The Qbix Platform has the concept of Streams and Messages, which can be used to implement collaborative activities of any kind. One or more people can take “actions” in a stream, and “messages” are the result of a successful “action”. When implemented in a distributed system, Watchers are used to look for forks in a stream, and report this to end-users. Thus, Consensus about forward progress is achieved by end-users who all agree to honor valid, conflict-free transactions. Disagreement among end-users manifests in a fork of the entire back-end Consensus underlying that particular stream.

Streams can have different types, and “Intercoin/token” would be just one of those types. Others can include chatrooms, games, collaborative documents, social network / scuttlebutt feeds, and much more.

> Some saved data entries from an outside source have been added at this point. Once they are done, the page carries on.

//! モデルとラベルの取得（fetch）

use clean_sea_vision_common::{build_model, InputSpec, LabelSet, LoadError, OnnxClassifier};
use gloo::net::http::Request;

pub const MODEL_URL: &str = "model/model.onnx";
pub const LABELS_URL: &str = "labels.txt";

/// モデル → ラベルの順に取得して組み立てる
pub async fn load() -> Result<(OnnxClassifier, LabelSet), LoadError> {
    let model_bytes = fetch_bytes(MODEL_URL).await.map_err(LoadError::Model)?;
    let label_text = fetch_text(LABELS_URL).await.map_err(LoadError::Labels)?;

    build_model(&model_bytes, &label_text, InputSpec::default())
}

async fn fetch_bytes(url: &str) -> Result<Vec<u8>, String> {
    let response = Request::get(url)
        .send()
        .await
        .map_err(|e| format!("{}: {}", url, e))?;

    if !response.ok() {
        return Err(format!("{}: HTTP {}", url, response.status()));
    }

    response.binary().await.map_err(|e| format!("{}: {}", url, e))
}

async fn fetch_text(url: &str) -> Result<String, String> {
    let response = Request::get(url)
        .send()
        .await
        .map_err(|e| format!("{}: {}", url, e))?;

    if !response.ok() {
        return Err(format!("{}: HTTP {}", url, response.status()));
    }

    response.text().await.map_err(|e| format!("{}: {}", url, e))
}
//! 信頼度の段階表示
//!
//! スコアは正規化されていない生値なので、ゲージの幅は [0,1] に丸めて使う。

use serde::{Deserialize, Serialize};

/// 高信頼度の下限
pub const HIGH_THRESHOLD: f32 = 0.8;

/// 中信頼度の下限
pub const MEDIUM_THRESHOLD: f32 = 0.5;

#[derive(Debug, Clone, Copy, PartialEq, Eq, Serialize, Deserialize)]
#[serde(rename_all = "lowercase")]
pub enum ConfidenceLevel {
    High,
    Medium,
    Low,
}

impl ConfidenceLevel {
    /// `score >= 0.8` は High、`score >= 0.5` は Medium、それ以外（NaN含む）は Low
    pub fn from_score(score: f32) -> Self {
        if score >= HIGH_THRESHOLD {
            ConfidenceLevel::High
        } else if score >= MEDIUM_THRESHOLD {
            ConfidenceLevel::Medium
        } else {
            ConfidenceLevel::Low
        }
    }

    /// CSSクラス名などに使う識別子
    pub fn as_str(&self) -> &'static str {
        match self {
            ConfidenceLevel::High => "high",
            ConfidenceLevel::Medium => "medium",
            ConfidenceLevel::Low => "low",
        }
    }
}

impl std::fmt::Display for ConfidenceLevel {
    fn fmt(&self, f: &mut std::fmt::Formatter<'_>) -> std::fmt::Result {
        write!(f, "{}", self.as_str())
    }
}

/// ゲージの塗り幅（0〜100%）
pub fn gauge_percent(score: f32) -> f32 {
    if score.is_nan() {
        0.0
    } else {
        score.clamp(0.0, 1.0) * 100.0
    }
}
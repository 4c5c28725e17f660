//! 推論履歴リスト（新しい順）

use clean_sea_vision_common::PredictionResult;
use leptos::prelude::*;

#[component]
pub fn HistoryList(history: ReadSignal<Vec<PredictionResult>>) -> impl IntoView {
    view! {
        <section class="history">
            <h2>"History"</h2>
            <Show
                when=move || history.with(|h| !h.is_empty())
                fallback=|| view! { <p class="text-muted">"No predictions yet"</p> }
            >
                <ul class="history-list">
                    {move || history.get().into_iter().map(|entry| view! { <HistoryItem entry=entry /> }).collect_view()}
                </ul>
            </Show>
        </section>
    }
}

#[component]
fn HistoryItem(entry: PredictionResult) -> impl IntoView {
    let has_thumbnail = !entry.thumbnail().is_empty();

    view! {
        <li class="history-item">
            {has_thumbnail.then(|| view! {
                <img class="history-thumb" src=entry.thumbnail().to_string() alt=entry.label().to_string() />
            })}
            <div class="history-info">
                <span class="history-label">{entry.label().to_string()}</span>
                <span class="history-confidence">{entry.confidence_percent()}</span>
                <span class="history-time text-muted">{entry.timestamp().to_string()}</span>
            </div>
        </li>
    }
}
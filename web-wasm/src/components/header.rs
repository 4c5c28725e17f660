//! ヘッダーコンポーネント

use leptos::prelude::*;

#[component]
pub fn Header() -> impl IntoView {
    view! {
        <header class="header">
            <h1>"🌊 CleanSea Vision"</h1>
            <p class="text-muted">"Upload a photo of the sea to check for marine pollution"</p>
        </header>
    }
}
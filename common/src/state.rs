//! アプリケーション状態
//!
//! モデルとラベルは起動時に一度だけセットし、以降は読むだけ。

use crate::error::LoadError;
use crate::labels::LabelSet;

/// モデルのロード状態
#[derive(Debug, Clone, PartialEq)]
pub enum ModelStatus {
    Loading,
    Ready { classes: usize },
    Failed(String),
}

impl ModelStatus {
    /// UI表示用メッセージ
    pub fn message(&self) -> String {
        match self {
            ModelStatus::Loading => "Loading model...".to_string(),
            ModelStatus::Ready { .. } => "Model loaded successfully!".to_string(),
            ModelStatus::Failed(reason) => format!("Model failed to load: {}", reason),
        }
    }

    pub fn is_ready(&self) -> bool {
        matches!(self, ModelStatus::Ready { .. })
    }
}

/// ロード済みのモデルとラベル
pub struct LoadedModel<C> {
    pub classifier: C,
    pub labels: LabelSet,
}

pub struct AppState<C> {
    status: ModelStatus,
    loaded: Option<LoadedModel<C>>,
}

impl<C> Default for AppState<C> {
    fn default() -> Self {
        Self {
            status: ModelStatus::Loading,
            loaded: None,
        }
    }
}

impl<C> AppState<C> {
    pub fn new() -> Self {
        Self::default()
    }

    pub fn status(&self) -> &ModelStatus {
        &self.status
    }

    pub fn loaded(&self) -> Option<&LoadedModel<C>> {
        self.loaded.as_ref()
    }

    /// ロード結果を反映する
    ///
    /// 失敗時はモデルを一切公開しない。
    pub fn apply_load(&mut self, result: Result<(C, LabelSet), LoadError>) -> &ModelStatus {
        match result {
            Ok((classifier, labels)) => {
                tracing::info!(classes = labels.len(), "model ready");
                self.status = ModelStatus::Ready {
                    classes: labels.len(),
                };
                self.loaded = Some(LoadedModel { classifier, labels });
            }
            Err(e) => {
                tracing::error!(error = %e, "model load failed");
                self.status = ModelStatus::Failed(e.to_string());
                self.loaded = None;
            }
        }
        &self.status
    }
}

Validation is done by adding and removing rules about which actions are valid. The action of adding and removing rules is itself validated against the previous rules in the history. Rules are expressed in deterministic Javascript run in a VM. In initial implementations, the VM is given a limited timeout to run, and rules succeed if they return true before the timeout. Later, v2 of the language may be restricted to be loop-free so as to be guaranteed to halt, eliminating the occasional non-deterministic race condition with the timeout.

Rules are run by Validators and Participants who can decrypt the stream. Watchers and others storing the stream encrypted at rest have no idea what is is in it. What this means is that Intercoin Tokens (and other types of group activity) could be able to be sent completely anonymously, where only only the sender and recipient know each other’s identity.

Other Well-Known Approaches

Some early systems, like Bitcoin and Ethereum, use a form of leader-based consensus based on Proof of Work. Every so often, a leader is found that is then incentivized and empowered to append transactions to an ever-growing ledger. All new transactions on the entire system need to be sent to this leader. If this leader is known in advance, it could be blocked by a DDoS attack. However, with Proof of Work, leaders are computers which finds a solution to a Proof of Work problem (like partially reversing a hash), so by the time a leader reveals the next block, it’s too late to stop the gossip. However, now every potential transaction has to be sent to every potential leader in case they become the next leader (the “miner”). Proof of Work systems have extreme scalability problems, but they do have one nice property: as the network grows, it becomes extremely hard to rewrite history very far back in time, because doing so would require doing at least as much work as the network has collectively already done.

Proof of Stake and Delegated Proof of Stake replace the work element with a “stake” element, in an effort to reduce the amount of work needed to be done to find a leader. All these approaches, however, still require a leader, and thus have a bottleneck.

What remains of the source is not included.